Ryan also said Manigault made verbal threats, including the assertion that Ryan was among several journalists on whom Trump officials had collected “dossiers” of negative information.
Manigault, a onetime friend of Ryan’s, declined to address Ryan’s accusations on the record, offering only this emailed statement: “My comment: Fake news!” She did not specify what she considered false.
Manigault appeared on Trump's reality programs, "The Apprentice" and "Celebrity Apprentice," where she became known as a combative personality skilled in undercutting rivals. She also worked on his presidential campaign, appearing multiple times as a surrogate in TV interviews. Trump appointed her director of communications for the White House Office of Public Liaison in January.
The encounter between Manigault and Ryan took place outside White House press secretary Sean Spicer's West Wing office late Wednesday. Among the witnesses were White House press office staffers and a Washington Post reporter, Abby Phillip.
Phillip said she didn’t hear every word of the women’s exchange but said Ryan told her afterward that she felt Manigault’s behavior was so threatening that it was “Secret Serviceable,” meaning that it rose to the level of law enforcement intervention.
Ryan, a veteran White House correspondent for the American Urban Radio Networks, used the same phrase repeatedly in an interview. "She stood right in my face like she was going to hit me," Ryan said. "I said, 'You better back up.' . . . She thought I would be bullied. I won't be."
Spicer did not respond to a request for comment.
The argument apparently stemmed from emails that Manigault sent to Ryan during the presidential campaign.
In October, Manigault sent Ryan an email raising questions about whether Ryan was being paid by Hillary Clinton's campaign — a claim Ryan vigorously denies. Manigault included a link to an article from the Intercept, which covers national security issues.
The article detailed the Clinton campaign’s effort to secure favorable media coverage by “manipulating” reporters; it included a list compiled by Clinton staffers of TV surrogates who were part of the campaign. It published a separate list of journalists, including Ryan, whom the campaign hoped to influence but were not paid by the Clintons.

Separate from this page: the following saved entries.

//! Per-command dispatch. Each handler is responsible for its own selector
//! resolution and auto-wait policy; the step state machine in
//! [`crate::run`] only cares whether the handler returned `Ok` or one of
//! the error kinds in [`FlowError`].

use std::time::Duration;

use enbu_flow_adapter::BrowserAdapter;
use enbu_flow_types::command::{CommandKind, LoadState, ScrollDirection, WaitFor};
use enbu_flow_types::error::{FlowError, Maybe};
use enbu_flow_types::selector::{AnySelector, InteractableSelector, ToCliSelector};

use crate::context::ExecutionContext;
use crate::options::ExecuteOptions;

/// A CLI token already resolved against the execution context — either
/// the original selector's token or a cached ref.
struct ResolvedSelector(String);

impl ToCliSelector for ResolvedSelector {
    fn to_cli_token(&self) -> String {
        self.0.clone()
    }
}

/// What a handler hands back to the step state machine for a passed step.
#[derive(Debug, Default)]
pub struct HandlerOutcome {
    pub stdout: Option<serde_json::Value>,
}

impl HandlerOutcome {
    fn empty() -> Self {
        HandlerOutcome::default()
    }

    fn value(value: serde_json::Value) -> Self {
        HandlerOutcome { stdout: Some(value) }
    }
}

fn assertion_failed(message: impl Into<String>) -> FlowError {
    FlowError::AssertionFailed { message: message.into() }
}

/// Resolves `selector`'s token against `ctx`, runs `action`, then records
/// whatever ref the adapter reports back under the selector's *original*
/// token — so a later step that authors the same selector benefits from
/// it, without this step needing to know the token was substituted.
async fn resolve_and_run<'a, F, Fut>(
    ctx: &mut ExecutionContext,
    original_token: String,
    action: F,
) -> Result<(), FlowError>
where
    F: FnOnce(ResolvedSelector) -> Fut,
    Fut: std::future::Future<Output = Result<Option<String>, FlowError>>,
{
    let resolved = ctx.resolve(&original_token).into_owned();
    let ref_result = action(ResolvedSelector(resolved)).await?;
    ctx.record(&original_token, ref_result);
    Ok(())
}

fn scroll_direction_str(direction: ScrollDirection) -> &'static str {
    match direction {
        ScrollDirection::Up => "up",
        ScrollDirection::Down => "down",
        ScrollDirection::Left => "left",
        ScrollDirection::Right => "right",
    }
}

fn load_state_str(state: LoadState) -> &'static str {
    match state {
        LoadState::Load => "load",
        LoadState::DomContentLoaded => "domcontentloaded",
        LoadState::NetworkIdle => "networkidle",
    }
}

/// Dispatches one validated command against the adapter, applying each
/// command's auto-wait policy and selector resolution.
pub async fn dispatch(
    adapter: &BrowserAdapter,
    ctx: &mut ExecutionContext,
    options: &ExecuteOptions,
    command: &CommandKind,
) -> Result<HandlerOutcome, FlowError> {
    match command {
        CommandKind::Open { url } => {
            adapter.open(url.as_str()).await?;
            Ok(HandlerOutcome::empty())
        }
        CommandKind::Click { selector } => {
            interactable(ctx, selector, |s| async move { adapter.click(&s).await }).await?;
            Ok(HandlerOutcome::empty())
        }
        CommandKind::DblClick { selector } => {
            interactable(ctx, selector, |s| async move { adapter.dblclick(&s).await }).await?;
            Ok(HandlerOutcome::empty())
        }
        CommandKind::Hover { selector } => {
            interactable(ctx, selector, |s| async move { adapter.hover(&s).await }).await?;
            Ok(HandlerOutcome::empty())
        }
        CommandKind::Focus { selector } => {
            interactable(ctx, selector, |s| async move { adapter.focus(&s).await }).await?;
            Ok(HandlerOutcome::empty())
        }
        CommandKind::Check { selector } => {
            interactable(ctx, selector, |s| async move { adapter.check(&s).await }).await?;
            Ok(HandlerOutcome::empty())
        }
        CommandKind::Uncheck { selector } => {
            interactable(ctx, selector, |s| async move { adapter.uncheck(&s).await }).await?;
            Ok(HandlerOutcome::empty())
        }
        CommandKind::Type { selector, value } => {
            let value = value.clone();
            interactable(ctx, selector, |s| async move { adapter.type_text(&s, &value).await })
                .await?;
            Ok(HandlerOutcome::empty())
        }
        CommandKind::Fill { selector, value } => {
            let value = value.clone();
            interactable(ctx, selector, |s| async move { adapter.fill(&s, &value).await }).await?;
            Ok(HandlerOutcome::empty())
        }
        CommandKind::Select { selector, option } => {
            let option = option.clone();
            interactable(ctx, selector, |s| async move { adapter.select(&s, &option).await })
                .await?;
            Ok(HandlerOutcome::empty())
        }
        CommandKind::Press { key } => {
            adapter.press(key.as_str()).await?;
            Ok(HandlerOutcome::empty())
        }
        CommandKind::KeyDown { key } => {
            adapter.keydown(key.as_str()).await?;
            Ok(HandlerOutcome::empty())
        }
        CommandKind::KeyUp { key } => {
            adapter.keyup(key.as_str()).await?;
            Ok(HandlerOutcome::empty())
        }
        CommandKind::Scroll { direction, amount } => {
            adapter.scroll(scroll_direction_str(*direction), *amount).await?;
            Ok(HandlerOutcome::empty())
        }
        CommandKind::ScrollIntoView { selector } => {
            scroll_into_view(adapter, ctx, selector).await?;
            Ok(HandlerOutcome::empty())
        }
        CommandKind::Wait { condition } => {
            run_wait(adapter, ctx, options, condition).await?;
            Ok(HandlerOutcome::empty())
        }
        CommandKind::Screenshot { path, full_page } => {
            let full = match full_page {
                Maybe::Unset => None,
                Maybe::Set(v) => Some(*v),
            };
            let captured_path = adapter.screenshot(path.as_str(), full).await?;
            Ok(HandlerOutcome::value(serde_json::json!({ "path": captured_path })))
        }
        CommandKind::Eval { expression } => {
            let value = adapter.eval(expression.as_str()).await?;
            Ok(HandlerOutcome::value(value))
        }
        CommandKind::AssertVisible { selector } => {
            assert_visible(adapter, ctx, options, selector).await?;
            Ok(HandlerOutcome::empty())
        }
        CommandKind::AssertNotVisible { selector } => {
            assert_not_visible(adapter, ctx, options, selector).await?;
            Ok(HandlerOutcome::empty())
        }
        CommandKind::AssertEnabled { selector } => {
            let original = selector.to_cli_token();
            let resolved = ResolvedSelector(ctx.resolve(&original).into_owned());
            let enabled = adapter.is_enabled(&resolved).await?;
            if !enabled {
                return Err(assertion_failed(format!("element {:?} is not enabled", original)));
            }
            Ok(HandlerOutcome::empty())
        }
        CommandKind::AssertChecked { selector, expected } => {
            let expected = expected.clone().unwrap_or(true);
            let original = selector.to_cli_token();
            let resolved = ResolvedSelector(ctx.resolve(&original).into_owned());
            let checked = adapter.is_checked(&resolved).await?;
            if checked != expected {
                return Err(assertion_failed(format!(
                    "element {:?} checked={} but expected {}",
                    original, checked, expected
                )));
            }
            Ok(HandlerOutcome::empty())
        }
    }
}

async fn interactable<F, Fut>(
    ctx: &mut ExecutionContext,
    selector: &InteractableSelector,
    action: F,
) -> Result<(), FlowError>
where
    F: FnOnce(ResolvedSelector) -> Fut,
    Fut: std::future::Future<Output = Result<Option<String>, FlowError>>,
{
    let original = interactable_token(selector);
    resolve_and_run(ctx, original, action).await
}

fn interactable_token(selector: &InteractableSelector) -> String {
    match selector {
        InteractableSelector::Css(s) => s.clone(),
        InteractableSelector::Xpath(s) => format!("xpath={}", s),
        InteractableSelector::InteractableText(s) => format!("text={}", s),
    }
}

fn any_token(selector: &AnySelector) -> String {
    match selector {
        AnySelector::Css(s) => s.clone(),
        AnySelector::Xpath(s) => format!("xpath={}", s),
        AnySelector::AnyText(s) => format!("text={}", s),
    }
}

/// `scrollIntoView` with a `ref`-shaped selector uses `focus` instead of the
/// native scroll-into-view call, which has a known limitation for refs;
/// `focus` reliably scrolls the target into view. The check is against the
/// *resolved* token, since a selector authored as plain text may have
/// resolved to a cached ref by now.
async fn scroll_into_view(
    adapter: &BrowserAdapter,
    ctx: &mut ExecutionContext,
    selector: &AnySelector,
) -> Result<(), FlowError> {
    let original = any_token(selector);
    let resolved = ctx.resolve(&original).into_owned();
    let ref_result = if resolved.starts_with('@') {
        adapter.focus(&ResolvedSelector(resolved)).await?
    } else {
        adapter.scroll_into_view(&ResolvedSelector(resolved)).await?
    };
    ctx.record(&original, ref_result);
    Ok(())
}

async fn run_wait(
    adapter: &BrowserAdapter,
    ctx: &mut ExecutionContext,
    options: &ExecuteOptions,
    condition: &WaitFor,
) -> Result<(), FlowError> {
    match condition {
        WaitFor::Ms(ms) => adapter.wait_for_ms(*ms).await,
        WaitFor::Css(s) => {
            let original = s.clone();
            let resolved = ResolvedSelector(ctx.resolve(&original).into_owned());
            adapter.wait_for_selector(&resolved, options.command_timeout, None).await
        }
        WaitFor::Xpath(s) => {
            let original = format!("xpath={}", s);
            let resolved = ResolvedSelector(ctx.resolve(&original).into_owned());
            adapter.wait_for_selector(&resolved, options.command_timeout, None).await
        }
        WaitFor::AnyText(text) => adapter.wait_for_text(text, options.command_timeout, None).await,
        WaitFor::LoadState(state) => {
            adapter.wait_for_load(load_state_str(*state), options.command_timeout).await
        }
        WaitFor::UrlPattern(pattern) => {
            adapter.wait_for_url(pattern, options.command_timeout).await
        }
        WaitFor::Js(expression) => {
            adapter.wait_for_function(expression.as_str(), options.command_timeout).await
        }
    }
}

/// Auto-wait policy for `assertVisible`.
async fn assert_visible(
    adapter: &BrowserAdapter,
    ctx: &mut ExecutionContext,
    options: &ExecuteOptions,
    selector: &AnySelector,
) -> Result<(), FlowError> {
    let original = any_token(selector);
    let resolved = ResolvedSelector(ctx.resolve(&original).into_owned());
    match selector {
        AnySelector::Css(_) | AnySelector::Xpath(_) => {
            adapter
                .wait_for_selector(&resolved, options.auto_wait_timeout, Some(options.auto_wait_interval))
                .await?;
            let visible = adapter.is_visible(&resolved).await?;
            if !visible {
                return Err(assertion_failed(format!("element {:?} is not visible", original)));
            }
            Ok(())
        }
        AnySelector::AnyText(text) => {
            // The success of the wait *is* the positive assertion; no
            // separate is-visible call.
            adapter
                .wait_for_text(text, options.auto_wait_timeout, Some(options.auto_wait_interval))
                .await
        }
    }
}

/// Auto-wait policy for `assertNotVisible`.
async fn assert_not_visible(
    adapter: &BrowserAdapter,
    ctx: &mut ExecutionContext,
    options: &ExecuteOptions,
    selector: &AnySelector,
) -> Result<(), FlowError> {
    let original = any_token(selector);
    let resolved = ResolvedSelector(ctx.resolve(&original).into_owned());
    // A navigation-in-progress must settle first, so a transient absence
    // never falsely passes the assertion.
    adapter.wait_for_network_idle(options.auto_wait_timeout).await?;

    match selector {
        AnySelector::Css(_) | AnySelector::Xpath(_) => {
            let visible = adapter.is_visible(&resolved).await?;
            if visible {
                return Err(assertion_failed(format!("element {:?} is visible", original)));
            }
            Ok(())
        }
        AnySelector::AnyText(text) => {
            const SHORT_CEILING: Duration = Duration::from_secs(1);
            match adapter.wait_for_text(text, SHORT_CEILING, None).await {
                Ok(()) => Err(assertion_failed(format!("text {:?} is visible", text))),
                Err(FlowError::Timeout { .. }) => Ok(()),
                Err(other) => Err(other),
            }
        }
    }
}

“This story suggests that as a reporter, you are (or were) a paid Clinton surrogate,” Manigault wrote in the email. “I pray this is not true! This could be hurtful to your legacy and the integrity of your work.”
Manigault sent a second email to Ryan a few minutes later. It read, “Protect your legacy!! You have worked too hard to have people question your ethics as a journalist. People talking trash about the reporters on that list having NO integrity. It’s hurtful to hear people say those things about you.”
Ryan said she was devastated by any intimation that she was unethical. “It’s just ugly,” she said. “She’s trying to harm my integrity and my career. I’ve been [covering the White House] for 20 years. I plan to be here for the next 20 years. You don’t mess with someone’s livelihood.”
During their altercation, Ryan said Manigault told her that she was among several African American journalists who were the subject of White House "dossiers." Manigault has previously said that Trump is keeping "a list" of opponents, though at the time she was referring to Republicans who voted against Trump.
Ryan said she dismissed the idea of any such dossiers. “I said, ‘Good for you, good for you, good for you.’ ”
Until Manigault sent the emails in the fall, Ryan said, the two women had been friends; Manigault had even asked her to be a bridesmaid in her forthcoming wedding. Ryan has declined.
The Rev. Marcia Dyson, who knows both women, said: “I hope both can do their jobs professionally and well and they put this behind them. Because all I see are two heartbroken friends.”
Manigault reportedly was harassed by two unidentified people while recently shopping with her bridesmaids at a Nordstrom's store in Tysons Corner. After a brief argument, Manigault called the store's security staff, which escorted her to her car.